Com 4,4 metros de comprimento por 1,1 metro de largura, uma peça de linho ancestral está embebida de mistério e controvérsia há centenas de anos. Desde que foi mencionado pela primeira vez, no século XIV, o pano que teria envolvido o corpo de Jesus Cristo depois de sua crucificação foi visto ao longo dos tempos tanto como um objeto de veneração cristã quanto como um símbolo de trapaça e falsificação. Nem a imagem de um homem que parece ter sofrido ferimentos físicos consistentes com a pena excruciante de ser pregado a uma cruz foi suficiente para que a comunidade científica se satisfizesse com as evidências. O chamado Santo Sudário, também conhecido como Sudário de Turim, por estar depositado na Catedral de São João Batista, voltou a ser notícia recentemente em razão de um estudo realizado em 2022 por cientistas italianos de Bari e de Pádua que aplicaram um novo método de datação menos invasivo ao tecido. Do nada, como faísca eterna, o tema viralizou nas redes sociais como se fosse a grande novidade em mais de 2 000 anos — e é, ao menos do ponto de vista do interesse por um ícone.
As descobertas de agora contestam os resultados obtidos em 1988 a partir de uma colaboração entre três laboratórios independentes dos Estados Unidos e Europa. Na época, os resultados dataram o tecido entre 1260 e 1390 d.C., com 95% de margem de confiança. Muito tempo depois, portanto, da morte e suposta ressurreição do mítico personagem. O trabalho atual, a partir da comparação com um pedaço de tecido oriundo de um episódio histórico, o Cerco de Massada, de 74 d.C., puxou a linha do tempo, e daí o espanto. Seria indício da fidedignidade do objeto louvado pelos católicos.
Há, no passeio de investigação, detalhes científicos interessantes demais para serem negligenciados. As técnicas anteriores, apontam os investigadores dessa segunda etapa, abririam brechas para contaminações relevantes. Há quase quatro décadas, cientistas das universidades de Oxford, no Reino Unido, e do Arizona, nos Estados Unidos, além do Instituto Federal de Tecnologia da Suíça em Zurique, receberam pedaços de uma pequena amostra com cerca de 50 miligramas retirada de um canto do Sudário. Outras amostras de controle com datas conhecidas também foram enviadas para garantir a precisão dos testes. Esses fios foram submetidos a um recurso que mede a quantidade de carbono-14 presente no tecido. O elemento é um isótopo radioativo que decai a uma taxa conhecida ao longo do tempo. A novidade hoje: no estudo liderado pelo físico Liberato De Caro, do Instituto de Cristalografia do Conselho Nacional de Pesquisa, na Itália, foi feita uma inspeção mais moderna em uma amostra com cerca de 0,5 por 1 milímetro retirada do canto esquerdo do Sudário. “O exemplo mais simples para entender a técnica usada é a radiografia de raios X”, disse a VEJA De Caro, de Bari, na Itália. “Medimos a ordem da celulose no linho, um polímero que se degrada com o tempo. Essa técnica é semelhante a um raio X microscópico e permite medir a degradação com o passar do tempo.”

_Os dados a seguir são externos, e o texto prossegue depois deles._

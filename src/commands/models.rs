use crate::parser::SignalMode;
use crate::plot::ChartConfig;
use crate::utils::config::{
    AnalysisConfig, DEFAULT_GAP_THRESHOLD_US, DEFAULT_MAX_SHOWN, DEFAULT_RUN_NAME,
};
use std::path::PathBuf;

/// Arguments for the analyze command
///
/// **Public** - used by main.rs to construct from CLI args
#[derive(Debug, Clone)]
pub struct AnalyzeArgs {
    /// Capture to analyse (.json or .pcap)
    pub input: PathBuf,

    /// Existing directory receiving the output files
    pub output_dir: PathBuf,

    /// Run name, used as chart title and output file stem
    pub name: String,

    /// Last histogram column before the overflow column (None = no overflow column)
    pub max_shown: Option<i64>,

    /// Signal kind to extract
    pub signal_mode: SignalMode,

    /// Arrival gap that ends a burst, in microseconds
    pub gap_threshold_us: f64,

    pub write_svg: bool,
    pub write_html: bool,
    pub write_json: bool,

    /// Chart configuration
    pub chart_config: ChartConfig,

    /// Print text summary to stdout
    pub print_summary: bool,
}

impl Default for AnalyzeArgs {
    fn default() -> Self {
        Self {
            input: PathBuf::new(),
            output_dir: PathBuf::from("."),
            name: DEFAULT_RUN_NAME.to_string(),
            max_shown: Some(DEFAULT_MAX_SHOWN),
            signal_mode: SignalMode::Auto,
            gap_threshold_us: DEFAULT_GAP_THRESHOLD_US,
            write_svg: true,
            write_html: true,
            write_json: true,
            chart_config: ChartConfig::default(),
            print_summary: false,
        }
    }
}

/// Values given on the command line. `None` falls back to the config file, then defaults.
#[derive(Debug, Clone, Default)]
pub struct AnalyzeOverrides {
    pub output_dir: Option<PathBuf>,
    pub name: Option<String>,
    pub max_shown: Option<i64>,
    pub no_max: bool,
    pub gap_threshold_us: Option<f64>,
}

impl AnalyzeArgs {
    /// Merge command-line values over config file values over defaults
    pub fn resolve(
        input: PathBuf,
        overrides: AnalyzeOverrides,
        config: Option<AnalysisConfig>,
    ) -> Self {
        let config = config.unwrap_or_default();
        let defaults = Self::default();

        let max_shown = if overrides.no_max || (config.no_max && overrides.max_shown.is_none()) {
            None
        } else {
            Some(
                overrides
                    .max_shown
                    .or(config.max_shown)
                    .unwrap_or(DEFAULT_MAX_SHOWN),
            )
        };

        let name = overrides
            .name
            .or(config.name)
            .unwrap_or(defaults.name);

        Self {
            input,
            output_dir: overrides
                .output_dir
                .or(config.output_dir.map(PathBuf::from))
                .unwrap_or(defaults.output_dir),
            chart_config: ChartConfig::new().with_title(name.clone()),
            name,
            max_shown,
            gap_threshold_us: overrides
                .gap_threshold_us
                .or(config.gap_threshold_us)
                .unwrap_or(defaults.gap_threshold_us),
            ..defaults
        }
    }
}

#[cfg(test)]
mod tests {
    use super::*;

    #[test]
    fn test_resolve_defaults() {
        let args = AnalyzeArgs::resolve(PathBuf::from("in.json"), AnalyzeOverrides::default(), None);

        assert_eq!(args.name, "unknown");
        assert_eq!(args.max_shown, Some(20));
        assert_eq!(args.output_dir, PathBuf::from("."));
        assert_eq!(args.gap_threshold_us, 400.0);
        assert_eq!(args.chart_config.title, "unknown");
    }

    #[test]
    fn test_resolve_cli_wins_over_config() {
        let config = AnalysisConfig {
            name: Some("from-file".to_string()),
            max_shown: Some(8),
            gap_threshold_us: Some(250.0),
            ..Default::default()
        };
        let overrides = AnalyzeOverrides {
            max_shown: Some(4),
            ..Default::default()
        };

        let args = AnalyzeArgs::resolve(PathBuf::from("in.json"), overrides, Some(config));

        assert_eq!(args.name, "from-file");
        assert_eq!(args.max_shown, Some(4));
        assert_eq!(args.gap_threshold_us, 250.0);
    }

    #[test]
    fn test_resolve_no_max() {
        let overrides = AnalyzeOverrides {
            max_shown: Some(4),
            no_max: true,
            ..Default::default()
        };
        let args = AnalyzeArgs::resolve(PathBuf::from("in.json"), overrides, None);
        assert_eq!(args.max_shown, None);

        let config = AnalysisConfig {
            no_max: true,
            ..Default::default()
        };
        let args = AnalyzeArgs::resolve(
            PathBuf::from("in.json"),
            AnalyzeOverrides::default(),
            Some(config),
        );
        assert_eq!(args.max_shown, None);
    }
}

Ao cotejar uma e outra iniciativa, a de 1988 e a de 2022, brotaram ruídos. Alguns críticos argumentam que as amostras de tecido utilizadas para os testes dos anos 1980 poderiam ter sido contaminadas por materiais mais recentes ou por processos de conservação equivocados. Outros sugerem que a amostra testada poderia ter vindo de uma parte do Sudário que foi reparada, o que poderia ter afetado os resultados. Outro ponto de crítica é que todos os pedaços foram retirados de uma única área. Pesquisadores acreditam que, para obter uma datação mais precisa, os cortes deveriam ter sido coletados de diferentes partes, e mesmo o escrutínio recente ateve-se a um único canto. “Existem evidências independentes, como exames de sangue e pólen, que concordam com as descrições dos Evangelhos, tornando plausível a hipótese de que o Sudário envolveu Jesus”, diz De Caro, que divide o trabalho científico com as funções de diácono, membro do clero cristão que auxilia nas funções litúrgicas, pastorais e administrativas da Igreja. Há conflito de interesses? Para De Caro, não. Ele defende os resultados de sua pesquisa ressaltando que muitos cientistas do passado eram também líderes religiosos. O debate sobre a autenticidade da relíquia continua tanto para pesquisadores quanto para teólogos e historiadores. É fascínio perene.